(Source records)

#[tokio::test]
async fn completion_annotates_the_event_and_settles() {
    let config = base_config();
    let h = harness(&config);
    h.source.set_tasks(
        LIST_ID,
        vec![
            RemoteTask::new("t1", "Pagar luz")
                .with_due(due_on(20))
                .with_modified("m1"),
        ],
    );
    h.engine.run_cycle().await.expect("first cycle");

    h.source.set_tasks(
        LIST_ID,
        vec![
            RemoteTask::new("t1", "Pagar luz")
                .with_due(due_on(20))
                .with_modified("m2")
                .completed(),
        ],
    );
    let report = h.engine.run_cycle().await.expect("second cycle");
    assert_eq!(report.total_modified(), 1);

    let updated = h.events.updated();
    assert_eq!(updated.len(), 1);
    assert_eq!(updated[0].0, "ev-1");
    assert_eq!(updated[0].1, EventPatch::subject("[done] Pagar luz"));

    let record = h.store.get("t1").await.expect("get").expect("record");
    assert!(record.completed);
    assert!(h.events.deleted().is_empty());

    // Settled tasks cause no further traffic.
    let report = h.engine.run_cycle().await.expect("third cycle");
    assert_eq!(report.total_modified(), 0);
    assert_eq!(h.events.updated().len(), 1);
}

#[tokio::test]
async fn removed_task_deletes_its_event_exactly_once() {
    let config = base_config();
    let h = harness(&config);
    h.source.set_tasks(
        LIST_ID,
        vec![
            RemoteTask::new("t1", "Pagar luz")
                .with_due(due_on(20))
                .with_modified("m1"),
        ],
    );
    h.engine.run_cycle().await.expect("first cycle");
    assert!(h.store.get("t1").await.expect("get").is_some());

    h.source.set_tasks(LIST_ID, vec![]);
    let report = h.engine.run_cycle().await.expect("second cycle");
    assert_eq!(report.total_removed(), 1);

    assert_eq!(h.events.deleted(), vec!["ev-1".to_owned()]);
    assert!(h.store.get("t1").await.expect("get").is_none());

    // A further cycle has nothing left to delete.
    h.engine.run_cycle().await.expect("third cycle");
    assert_eq!(h.events.deleted().len(), 1);
}

// ────────────────────────────────────────────────────────────────────────────
// Failure isolation, auth and cancellation
// ────────────────────────────────────────────────────────────────────────────

#[tokio::test]
async fn one_failing_task_does_not_block_its_siblings() {
    let config = base_config();
    let h = harness(&config);
    h.source.set_tasks(
        LIST_ID,
        vec![
            RemoteTask::new("t1", COMPLEX_TITLE).with_modified("m1"),
            RemoteTask::new("t2", "Pagar luz").with_modified("m1"),
        ],
    );
    h.artifacts.set_failing(true);

    let report = h.engine.run_cycle().await.expect("cycle");
    assert_eq!(report.total_failed(), 1);
    assert_eq!(report.total_new(), 1);
    assert!(h.store.get("t2").await.expect("get").is_some());
}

**Work task:** Whenever the string "store" shows up in a line of the entries, copy that line.

**Response:**
    let record = h.store.get("t1").await.expect("get").expect("record");
    assert!(h.store.get("t1").await.expect("get").is_some());
    assert!(h.store.get("t1").await.expect("get").is_none());
    assert!(h.store.get("t2").await.expect("get").is_some());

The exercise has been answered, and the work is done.